On 22.06.2012 11:25, Konstantin Belousov wrote:
On Fri, Jun 22, 2012 at 11:08:50AM +0300, Alexander Motin wrote:
On 06/22/12 10:06, Konstantin Belousov wrote:
Author: kib
Date: Fri Jun 22 07:06:40 2012
New Revision: 237433
URL: http://svn.freebsd.org/changeset/base/237433

Log:
   Implement mechanism to export some kernel timekeeping data to
   usermode, using shared page.  The structures and functions have vdso
   prefix, to indicate the intended location of the code in some future.

   The versioned per-algorithm data is exported in the format of struct
   vdso_timehands, which mostly repeats the content of in-kernel struct
   timehands. Usermode reading of the structure can be lockless.
   Compatibility export for 32bit processes on 64bit host is also
   provided. Kernel also provides usermode with indication about
   currently used timecounter, so that libc can fall back to syscall if
   configured timecounter is unknown to usermode code.

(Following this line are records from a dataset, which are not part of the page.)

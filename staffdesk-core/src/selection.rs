//! Tap classification for the calendar grid.
//!
//! A stream of day-cell taps resolves into single-date selections and date
//! ranges: the first tap arms a provisional start date, the second completes
//! the range (endpoints swapped into ascending order if needed), and a quick
//! second tap on the same cell collapses everything back to a single date.

use std::time::{Duration, Instant};

use chrono::NaiveDate;
use tracing::debug;

use crate::date::{DateRange, MonthView};

/// Window within which a second tap on the same day cell counts as a double
/// tap.
pub const DOUBLE_TAP_WINDOW: Duration = Duration::from_millis(500);

/// Current highlight state. Endpoints fill in as a range is built: `start`
/// alone while the first date is armed, both once a range completes.
#[derive(Debug, Clone, Copy, Default, PartialEq, Eq)]
pub struct SelectionRange {
    pub start: Option<NaiveDate>,
    pub end: Option<NaiveDate>,
}

/// What a tap resolved to.
#[derive(Debug, Clone, Copy, PartialEq, Eq)]
pub enum TapOutcome {
    /// A single date was selected. Also emitted provisionally by the tap that
    /// arms the first endpoint of a range, so the host highlights it while
    /// the range is being built.
    Selected(NaiveDate),
    /// A second tap completed a range. Endpoints are already normalized.
    RangeCompleted(DateRange),
}

/// State machine turning day-cell taps into selections.
///
/// Purely synchronous; the host supplies the tap instant so behavior is a
/// total function of its inputs.
#[derive(Debug)]
pub struct DateSelectionEngine {
    month: MonthView,
    range: SelectionRange,
    pending_start: Option<NaiveDate>,
    last_tap_at: Option<Instant>,
    last_tapped_day: Option<u32>,
}

impl DateSelectionEngine {
    pub fn new(month: MonthView) -> Self {
        DateSelectionEngine {
            month,
            range: SelectionRange::default(),
            pending_start: None,
            last_tap_at: None,
            last_tapped_day: None,
        }
    }

    /// Classify a tap on a 1-based day cell of the displayed month.
    pub fn tap(&mut self, day: u32, now: Instant) -> TapOutcome {
        let clicked = self.month.date_of(day);

        // Double tap requires the same day cell within the window. Takes
        // precedence over every other rule.
        let double_tap = match (self.last_tap_at, self.last_tapped_day) {
            (Some(at), Some(last_day)) => {
                now.duration_since(at) < DOUBLE_TAP_WINDOW && last_day == day
            }
            _ => false,
        };

        let outcome = if double_tap {
            debug!(date = %clicked, "double tap, collapsing to single date");
            self.range = SelectionRange::default();
            self.pending_start = None;
            TapOutcome::Selected(clicked)
        } else if let Some(first) = self.pending_start {
            if clicked == first {
                // Same date re-tapped after the double-tap window: still a
                // single-date selection.
                debug!(date = %clicked, "same date re-tapped, single date");
                self.range = SelectionRange::default();
                self.pending_start = None;
                TapOutcome::Selected(clicked)
            } else {
                let range = DateRange::new(first, clicked);
                debug!(start = %range.start, end = %range.end, "range completed");
                self.range = SelectionRange {
                    start: Some(range.start),
                    end: Some(range.end),
                };
                self.pending_start = None;
                TapOutcome::RangeCompleted(range)
            }
        } else {
            debug!(date = %clicked, "first date armed");
            self.pending_start = Some(clicked);
            self.range = SelectionRange {
                start: Some(clicked),
                end: None,
            };
            TapOutcome::Selected(clicked)
        };

        self.last_tap_at = Some(now);
        self.last_tapped_day = Some(day);
        outcome
    }

    /// Resolve a long press on a day cell. Independent of the tap state
    /// machine; does not mutate it.
    pub fn long_press(&self, day: u32) -> NaiveDate {
        self.month.date_of(day)
    }

    /// Whether a day cell falls inside the completed selection range.
    pub fn is_in_range(&self, day: u32) -> bool {
        let (Some(start), Some(end)) = (self.range.start, self.range.end) else {
            return false;
        };
        let date = self.month.date_of(day);
        start <= date && date <= end
    }

    /// Whether a day cell is the start of the completed selection range.
    pub fn is_range_start(&self, day: u32) -> bool {
        let (Some(start), Some(_)) = (self.range.start, self.range.end) else {
            return false;
        };
        self.month.date_of(day) == start
    }

    /// Whether a day cell is the end of the completed selection range.
    pub fn is_range_end(&self, day: u32) -> bool {
        let (Some(_), Some(end)) = (self.range.start, self.range.end) else {
            return false;
        };
        self.month.date_of(day) == end
    }

    pub fn selection(&self) -> SelectionRange {
        self.range
    }

    /// The armed first date while a range is being built.
    pub fn pending_start(&self) -> Option<NaiveDate> {
        self.pending_start
    }

    pub fn month(&self) -> MonthView {
        self.month
    }

    /// Switch the displayed month. Selection state carries over; day indices
    /// of later taps resolve against the new month.
    pub fn set_month(&mut self, month: MonthView) {
        self.month = month;
    }
}

#[cfg(test)]
mod tests {
    use super::*;
    use chrono::NaiveDate;

    fn date(y: i32, m: u32, d: u32) -> NaiveDate {
        NaiveDate::from_ymd_opt(y, m, d).unwrap()
    }

    fn march_2024() -> DateSelectionEngine {
        DateSelectionEngine::new(MonthView::new(2024, 3))
    }

    /// Tap instants offset in milliseconds from a common base.
    fn clock() -> impl Fn(u64) -> Instant {
        let base = Instant::now();
        move |ms| base + Duration::from_millis(ms)
    }

    #[test]
    fn test_queries_false_before_any_tap() {
        let engine = march_2024();
        assert!(!engine.is_in_range(10));
        assert!(!engine.is_range_start(10));
        assert!(!engine.is_range_end(10));
        assert_eq!(engine.selection(), SelectionRange::default());
    }

    #[test]
    fn test_first_tap_arms_provisional_selection() {
        let mut engine = march_2024();
        let t = clock();

        let outcome = engine.tap(10, t(0));
        assert_eq!(outcome, TapOutcome::Selected(date(2024, 3, 10)));
        assert_eq!(engine.pending_start(), Some(date(2024, 3, 10)));
        assert_eq!(engine.selection().start, Some(date(2024, 3, 10)));
        assert_eq!(engine.selection().end, None);
        // Highlight queries stay false while the end is unset
        assert!(!engine.is_range_start(10));
        assert!(!engine.is_in_range(10));
    }

    #[test]
    fn test_double_tap_collapses_to_single_date() {
        let mut engine = march_2024();
        let t = clock();

        engine.tap(10, t(0));
        let outcome = engine.tap(10, t(300));
        assert_eq!(outcome, TapOutcome::Selected(date(2024, 3, 10)));
        assert_eq!(engine.pending_start(), None);
        assert_eq!(engine.selection(), SelectionRange::default());
    }

    #[test]
    fn test_double_tap_clears_in_progress_range() {
        let mut engine = march_2024();
        let t = clock();

        engine.tap(5, t(0));
        engine.tap(10, t(600));
        assert!(engine.is_in_range(7));

        // Quick second tap on the cell just tapped wipes the completed range
        engine.tap(10, t(700));
        assert!(!engine.is_in_range(7));
        assert_eq!(engine.selection(), SelectionRange::default());
    }

    #[test]
    fn test_range_completes_in_order() {
        let mut engine = march_2024();
        let t = clock();

        engine.tap(5, t(0));
        let outcome = engine.tap(10, t(600));
        assert_eq!(
            outcome,
            TapOutcome::RangeCompleted(DateRange::new(date(2024, 3, 5), date(2024, 3, 10)))
        );
        assert_eq!(engine.pending_start(), None);
        assert!(engine.is_range_start(5));
        assert!(engine.is_range_end(10));
        assert!(engine.is_in_range(7));
        assert!(!engine.is_in_range(11));
    }

    #[test]
    fn test_range_swaps_reversed_endpoints() {
        // Tap day 10 first, then day 5: the stored range is still ascending
        let mut engine = march_2024();
        let t = clock();

        let first = engine.tap(10, t(0));
        assert_eq!(first, TapOutcome::Selected(date(2024, 3, 10)));

        let outcome = engine.tap(5, t(600));
        let TapOutcome::RangeCompleted(range) = outcome else {
            panic!("expected a completed range, got {outcome:?}");
        };
        assert_eq!(range.start, date(2024, 3, 5));
        assert_eq!(range.end, date(2024, 3, 10));
    }

    #[test]
    fn test_same_date_retap_after_window_selects_single() {
        // Misses the double-tap window but hits the armed date: single-date
        // selection through the pending-start branch
        let mut engine = march_2024();
        let t = clock();

        engine.tap(7, t(0));
        let outcome = engine.tap(7, t(600));
        assert_eq!(outcome, TapOutcome::Selected(date(2024, 3, 7)));
        assert_eq!(engine.pending_start(), None);
        assert_eq!(engine.selection(), SelectionRange::default());
    }

    #[test]
    fn test_tap_after_completed_range_starts_over() {
        let mut engine = march_2024();
        let t = clock();

        engine.tap(5, t(0));
        engine.tap(10, t(600));
        let outcome = engine.tap(20, t(1200));
        assert_eq!(outcome, TapOutcome::Selected(date(2024, 3, 20)));
        assert_eq!(engine.pending_start(), Some(date(2024, 3, 20)));
        // The old range highlight is gone
        assert!(!engine.is_in_range(7));
    }

    #[test]
    fn test_long_press_does_not_mutate_tap_state() {
        let mut engine = march_2024();
        let t = clock();

        engine.tap(5, t(0));
        assert_eq!(engine.long_press(12), date(2024, 3, 12));
        assert_eq!(engine.pending_start(), Some(date(2024, 3, 5)));

        // The armed range still completes as if the long press never happened
        let outcome = engine.tap(8, t(600));
        assert_eq!(
            outcome,
            TapOutcome::RangeCompleted(DateRange::new(date(2024, 3, 5), date(2024, 3, 8)))
        );
    }

    #[test]
    fn test_month_change_resolves_later_taps_against_new_month() {
        let mut engine = march_2024();
        let t = clock();

        engine.tap(28, t(0));
        engine.set_month(MonthView::new(2024, 4));
        let outcome = engine.tap(3, t(600));
        assert_eq!(
            outcome,
            TapOutcome::RangeCompleted(DateRange::new(date(2024, 3, 28), date(2024, 4, 3)))
        );
    }
}
mod commands;
mod render;
mod services;

use anyhow::Result;
use clap::{Parser, Subcommand};
use tracing_subscriber::EnvFilter;

#[derive(Parser)]
#[command(name = "staffdesk")]
#[command(about = "Staff operations toolkit: task board, staff directory, shift calendar")]
struct Cli {
    #[command(subcommand)]
    command: Commands,
}

#[derive(Subcommand)]
enum Commands {
    /// Manage the task board
    Tasks {
        #[command(subcommand)]
        command: TaskCommands,
    },
    /// Show the month calendar with roster indicators
    Calendar {
        /// Month to display (YYYY-MM, defaults to the current month)
        #[arg(short, long)]
        month: Option<String>,

        /// Simulated tap sequence on day cells, e.g. "10,5" for a range or
        /// "7x2" for a quick double tap
        #[arg(short, long)]
        taps: Option<String>,
    },
    /// List the staff directory
    Staff,
}

#[derive(Subcommand)]
enum TaskCommands {
    /// List tasks
    List {
        /// Filter by status (pending, in-progress, completed)
        #[arg(short, long)]
        status: Option<String>,
    },
    /// Add a task
    Add {
        title: String,

        #[arg(short, long)]
        description: Option<String>,

        /// Priority: low, medium, high
        #[arg(short, long, default_value = "medium")]
        priority: String,

        /// Staff member to assign the task to
        #[arg(short, long)]
        assign: Option<String>,
    },
    /// Mark a task in progress
    Start { id: String },
    /// Mark a task completed
    Done { id: String },
    /// Remove a task
    Remove { id: String },
}

#[tokio::main]
async fn main() -> Result<()> {
    tracing_subscriber::fmt()
        .with_env_filter(
            EnvFilter::try_from_default_env().unwrap_or_else(|_| EnvFilter::new("warn")),
        )
        .with_writer(std::io::stderr)
        .init();

    let cli = Cli::parse();

    match cli.command {
        Commands::Tasks { command } => match command {
            TaskCommands::List { status } => commands::tasks::list(status.as_deref()).await,
            TaskCommands::Add {
                title,
                description,
                priority,
                assign,
            } => commands::tasks::add(title, description, &priority, assign).await,
            TaskCommands::Start { id } => commands::tasks::set_status(&id, "in-progress").await,
            TaskCommands::Done { id } => commands::tasks::set_status(&id, "completed").await,
            TaskCommands::Remove { id } => commands::tasks::remove(&id).await,
        },
        Commands::Calendar { month, taps } => {
            commands::calendar::run(month.as_deref(), taps.as_deref())
        }
        Commands::Staff => commands::staff::run(),
    }
}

   The shared data updates are initiated both from the tc_windup(), where
   a fast task is queued to do the update, and from sysctl handlers which
   change timecounter. A manual override switch
   kern.timecounter.fast_gettime allows to turn off the mechanism.

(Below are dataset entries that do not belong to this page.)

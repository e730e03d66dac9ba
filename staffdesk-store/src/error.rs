//! Error type surfaced by failed store operations.

use thiserror::Error;

use crate::ledger::Operation;

/// A service rejection, converted at the store boundary. Never escapes as a
/// panic; the store also records the message on its `error` field.
#[derive(Error, Debug, Clone, PartialEq, Eq)]
#[error("{message}")]
pub struct StoreError {
    pub operation: Operation,
    pub message: String,
}

/// Result type alias for store operations.
pub type StoreResult<T> = Result<T, StoreError>;
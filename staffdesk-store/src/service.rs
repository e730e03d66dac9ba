//! The abstract service boundary the store mutates against.
//!
//! Records travel as plain JSON objects so one store implementation serves
//! every collection; the typed record shapes live in staffdesk-core and are
//! serde-mapped at the service edge.

use async_trait::async_trait;
use serde::{Deserialize, Serialize};
use serde_json::Value;

/// One item of a collection: a JSON object keyed by field name.
pub type Record = serde_json::Map<String, Value>;

/// A record identifier. Services assign strings or numbers; the store only
/// ever compares ids for equality.
pub type RecordId = Value;

/// Filter parameters passed through to `fetch` untouched.
pub type FetchParams = serde_json::Map<String, Value>;

/// Envelope every service call resolves to.
#[derive(Debug, Clone, Serialize, Deserialize)]
#[serde(tag = "status", rename_all = "snake_case")]
pub enum Response<T> {
    Success { data: T },
    Error { error: String },
}

impl<T> Response<T> {
    pub fn success(data: T) -> Self {
        Response::Success { data }
    }

    pub fn error(message: impl Into<String>) -> Self {
        Response::Error {
            error: message.into(),
        }
    }

    pub fn into_result(self) -> Result<T, String> {
        match self {
            Response::Success { data } => Ok(data),
            Response::Error { error } => Err(error),
        }
    }
}

/// Asynchronous CRUD backend for one collection.
///
/// Calls never block the caller beyond their own await point and never
/// panic; rejection travels inside the [`Response`] envelope.
#[async_trait]
pub trait CrudService: Send + Sync {
    /// Fetch the full collection, optionally filtered.
    async fn fetch(&self, params: FetchParams) -> Response<Vec<Record>>;

    /// Create a record. The service assigns the permanent id and returns the
    /// stored record.
    async fn create(&self, data: Record) -> Response<Record>;

    /// Apply a shallow patch to the record with the given id. `None` means
    /// the service acknowledged without a body; the store then keeps its own
    /// merged record.
    async fn update(&self, id: &RecordId, patch: Record) -> Response<Option<Record>>;

    /// Delete the record with the given id.
    async fn delete(&self, id: &RecordId) -> Response<()>;
}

   Only x86 architectures export the real algorithm data, and there, only
   for tsc timecounter. HPET counters page could be exported as well, but
   I prefer to not further glue the kernel and libc ABI there until
   proper vdso-based solution is developed.

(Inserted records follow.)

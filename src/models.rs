//! Data models for the two external wire formats.
//!
//! This module defines the structures exchanged with the external APIs:
//! - [`NewsSearchResponse`] / [`Article`]: the news search envelope and the
//!   article records it carries
//! - [`ChatRequest`] / [`ChatResponse`]: the chat-completion request and
//!   response bodies
//!
//! The news API serializes field names in camelCase (`totalResults`,
//! `publishedAt`), hence the `rename_all` attributes. Article records are
//! treated as opaque apart from the fields declared here; everything the
//! pipeline does not read is left to serde to discard.

use chrono::{DateTime, Utc};
use serde::{Deserialize, Serialize};

/// Outlet that published an article, as reported by the search API.
#[derive(Debug, Clone, Deserialize, Serialize)]
pub struct ArticleSource {
    /// Machine identifier of the outlet, when the API knows it.
    pub id: Option<String>,
    /// Display name of the outlet.
    pub name: Option<String>,
}

/// A single article record returned by the news search API.
///
/// Every field is optional on the wire; the pipeline only ever reads
/// `description`. The rest is kept for logging and debug output.
#[derive(Debug, Clone, Deserialize, Serialize)]
#[serde(rename_all = "camelCase")]
pub struct Article {
    /// Outlet the article came from.
    pub source: Option<ArticleSource>,
    /// Byline, when present.
    pub author: Option<String>,
    /// Article headline.
    pub title: Option<String>,
    /// Short description or lede. This is the field the extractor joins.
    pub description: Option<String>,
    /// Canonical URL of the article.
    pub url: Option<String>,
    /// Publication timestamp in RFC 3339 form.
    pub published_at: Option<DateTime<Utc>>,
}

/// Response envelope from the news search endpoint.
///
/// On success `status` is `"ok"` and `articles` holds up to `pageSize`
/// records. On failure `status` is `"error"` and the `code`/`message` pair
/// describes what went wrong (invalid key, rate limit, bad parameter).
#[derive(Debug, Deserialize)]
#[serde(rename_all = "camelCase")]
pub struct NewsSearchResponse {
    /// `"ok"` or `"error"`.
    pub status: String,
    /// Total matches on the server side, of which at most one page is returned.
    #[serde(default)]
    pub total_results: u64,
    /// The returned page of article records.
    #[serde(default)]
    pub articles: Vec<Article>,
    /// Error code, present only when `status` is `"error"`.
    pub code: Option<String>,
    /// Human-readable error message, present only when `status` is `"error"`.
    pub message: Option<String>,
}

/// A single chat message, used in both the request and the response.
#[derive(Debug, Clone, Deserialize, Serialize)]
pub struct ChatMessage {
    /// `"system"`, `"user"`, or `"assistant"`.
    pub role: String,
    /// The message text.
    pub content: String,
}

impl ChatMessage {
    /// Build a user-role message.
    pub fn user(content: String) -> Self {
        Self {
            role: "user".to_string(),
            content,
        }
    }
}

/// Request body for the chat completion endpoint.
#[derive(Debug, Serialize)]
pub struct ChatRequest {
    /// Model identifier, e.g. `llama-3.1-8b-instant`.
    pub model: String,
    /// Conversation so far; this tool always sends exactly one user message.
    pub messages: Vec<ChatMessage>,
    /// Sampling temperature. The synthesis call pins this to `0.0`.
    pub temperature: f32,
    /// Output cap, only set by the connection probe.
    #[serde(skip_serializing_if = "Option::is_none")]
    pub max_tokens: Option<u32>,
}

/// One generated completion choice.
#[derive(Debug, Deserialize)]
pub struct ChatChoice {
    /// The generated assistant message.
    pub message: ChatMessage,
    /// Why generation stopped (`"stop"`, `"length"`, ...).
    pub finish_reason: Option<String>,
}

/// Token accounting reported by the completion endpoint.
#[derive(Debug, Deserialize)]
pub struct ChatUsage {
    #[serde(default)]
    pub prompt_tokens: u32,
    #[serde(default)]
    pub completion_tokens: u32,
    #[serde(default)]
    pub total_tokens: u32,
}

/// Response body from the chat completion endpoint.
#[derive(Debug, Deserialize)]
pub struct ChatResponse {
    /// Generated choices; this tool requests one and reads the first.
    #[serde(default)]
    pub choices: Vec<ChatChoice>,
    /// Token usage, when the provider reports it.
    pub usage: Option<ChatUsage>,
    /// Model that actually served the request.
    pub model: Option<String>,
}

impl ChatResponse {
    /// Content of the first choice, if the model returned one.
    pub fn first_content(&self) -> Option<&str> {
        self.choices.first().map(|c| c.message.content.as_str())
    }
}

#[cfg(test)]
mod tests {
    use super::*;

    #[test]
    fn test_article_deserialization_full_record() {
        let json = r#"{
            "source": {"id": "reuters", "name": "Reuters"},
            "author": "Jane Doe",
            "title": "Tesla beats Q3 estimates",
            "description": "Deliveries rose 6% year over year.",
            "url": "https://example.com/tesla-q3",
            "urlToImage": "https://example.com/tesla-q3.jpg",
            "publishedAt": "2025-05-06T14:30:00Z",
            "content": "Full text elided."
        }"#;

        let article: Article = serde_json::from_str(json).unwrap();
        assert_eq!(
            article.description.as_deref(),
            Some("Deliveries rose 6% year over year.")
        );
        assert_eq!(article.title.as_deref(), Some("Tesla beats Q3 estimates"));
        assert_eq!(
            article.source.as_ref().and_then(|s| s.name.as_deref()),
            Some("Reuters")
        );
        assert!(article.published_at.is_some());
    }

    #[test]
    fn test_article_deserialization_missing_and_null_fields() {
        let article: Article = serde_json::from_str(r#"{"title": "Untitled"}"#).unwrap();
        assert!(article.description.is_none());
        assert!(article.published_at.is_none());

        let article: Article =
            serde_json::from_str(r#"{"title": null, "description": null}"#).unwrap();
        assert!(article.title.is_none());
        assert!(article.description.is_none());
    }

    #[test]
    fn test_news_search_response_ok() {
        let json = r#"{
            "status": "ok",
            "totalResults": 2,
            "articles": [
                {"title": "A", "description": "First."},
                {"title": "B", "description": null}
            ]
        }"#;

        let resp: NewsSearchResponse = serde_json::from_str(json).unwrap();
        assert_eq!(resp.status, "ok");
        assert_eq!(resp.total_results, 2);
        assert_eq!(resp.articles.len(), 2);
        assert_eq!(resp.articles[0].description.as_deref(), Some("First."));
        assert!(resp.articles[1].description.is_none());
        assert!(resp.code.is_none());
    }

    #[test]
    fn test_news_search_response_error_envelope() {
        let json = r#"{
            "status": "error",
            "code": "apiKeyInvalid",
            "message": "Your API key is invalid or incorrect."
        }"#;

        let resp: NewsSearchResponse = serde_json::from_str(json).unwrap();
        assert_eq!(resp.status, "error");
        assert_eq!(resp.code.as_deref(), Some("apiKeyInvalid"));
        assert!(resp.articles.is_empty());
        assert_eq!(resp.total_results, 0);
    }

    #[test]
    fn test_chat_request_serialization_omits_unset_max_tokens() {
        let request = ChatRequest {
            model: "llama-3.1-8b-instant".to_string(),
            messages: vec![ChatMessage::user("Hello".to_string())],
            temperature: 0.0,
            max_tokens: None,
        };

        let json = serde_json::to_string(&request).unwrap();
        assert!(json.contains(r#""model":"llama-3.1-8b-instant""#));
        assert!(json.contains(r#""role":"user""#));
        assert!(json.contains(r#""temperature":0.0"#));
        assert!(!json.contains("max_tokens"));
    }

    #[test]
    fn test_chat_request_serialization_with_max_tokens() {
        let request = ChatRequest {
            model: "llama-3.1-8b-instant".to_string(),
            messages: vec![ChatMessage::user("Hello, this is a test.".to_string())],
            temperature: 0.0,
            max_tokens: Some(10),
        };

        let json = serde_json::to_string(&request).unwrap();
        assert!(json.contains(r#""max_tokens":10"#));
    }

    #[test]
    fn test_chat_response_first_content() {
        let json = r#"{
            "id": "chatcmpl-123",
            "object": "chat.completion",
            "model": "llama-3.1-8b-instant",
            "choices": [
                {
                    "index": 0,
                    "message": {"role": "assistant", "content": "Sentiment is mixed."},
                    "finish_reason": "stop"
                }
            ],
            "usage": {"prompt_tokens": 120, "completion_tokens": 40, "total_tokens": 160}
        }"#;

        let resp: ChatResponse = serde_json::from_str(json).unwrap();
        assert_eq!(resp.first_content(), Some("Sentiment is mixed."));
        assert_eq!(resp.model.as_deref(), Some("llama-3.1-8b-instant"));
        assert_eq!(resp.usage.as_ref().map(|u| u.total_tokens), Some(160));
    }

    #[test]
    fn test_chat_response_empty_choices() {
        let resp: ChatResponse = serde_json::from_str(r#"{"choices": []}"#).unwrap();
        assert_eq!(resp.first_content(), None);
    }
}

   Minimal stubs neccessary for non-x86 architectures to still compile
   are provided.

   Discussed with:      bde
   Reviewed by: jhb
   Tested by:   flo
   MFC after:   1 month


@@ -1360,6 +1367,7 @@ tc_windup(void)
  #endif

        timehands = th;
+       taskqueue_enqueue_fast(taskqueue_fast,&tc_windup_push_vdso_task);
  }

  /* Report or change the active timecounter hardware. */

This taskqueue_enqueue_fast() will schedule extra thread to run each
time hardclock() fires. One thread may be not a big problem, but
together with callout swi and possible other threads woken up there it
will wake up several other CPU cores from sleep just to put them back in
few microseconds. Now davide@ and me are trying to fix that by avoiding
callout SWI use for simple tasks. Please, let's not create another
problem same time.

The patch was public for quite a time. If you have some comments about
it, it would be much more productive to let me know about them before
the commit, not after.

I'm sorry, I haven't seen it. My mad.

Anyway, what is your proposal for 'let's not create another problem
same time' part of the message ? It was discussed, as a possibility,
to have permanent mapping for the shared page in the KVA and to perform
lock-less update of the struct vdso_timehands directly from hardclock
handler. My opinion was that amount of work added by tc_windup
eventhandler is not trivial, so it is better to be postponed to
less critical context. It also slightly more safe to not perform
lockless update for vdso_timehands, since otherwise module load which
register exec handler could cause transient gettimeofday() failure
in usermode.

This might boil down to the fact that tc_windup function is called
too often, in fact. Also, packing execution of tc_windup eventhandler
together with the clock swi is fine from my POV.

I have nothing against using shared pages. On UP system I would probably have not so much against several threads. But on SMP system it will cause at least one, but in many cases two extra CPUs to be woken up. There are two or more threads to run on hardclock(): this taskqueue, callout swi and some thread(s) woken from callouts. Scheduler has no idea how heavy they are. So it will try to move each of them to separate idle CPU. Does the amount of work done in event handlers worth extra Watts consumed by rapidly waking CPUs? As quite rare person running FreeBSD on laptop, I am not sure. I am not sure even that on desktop/server this won't kill all benefit of fast clocks by limiting TurboBoost.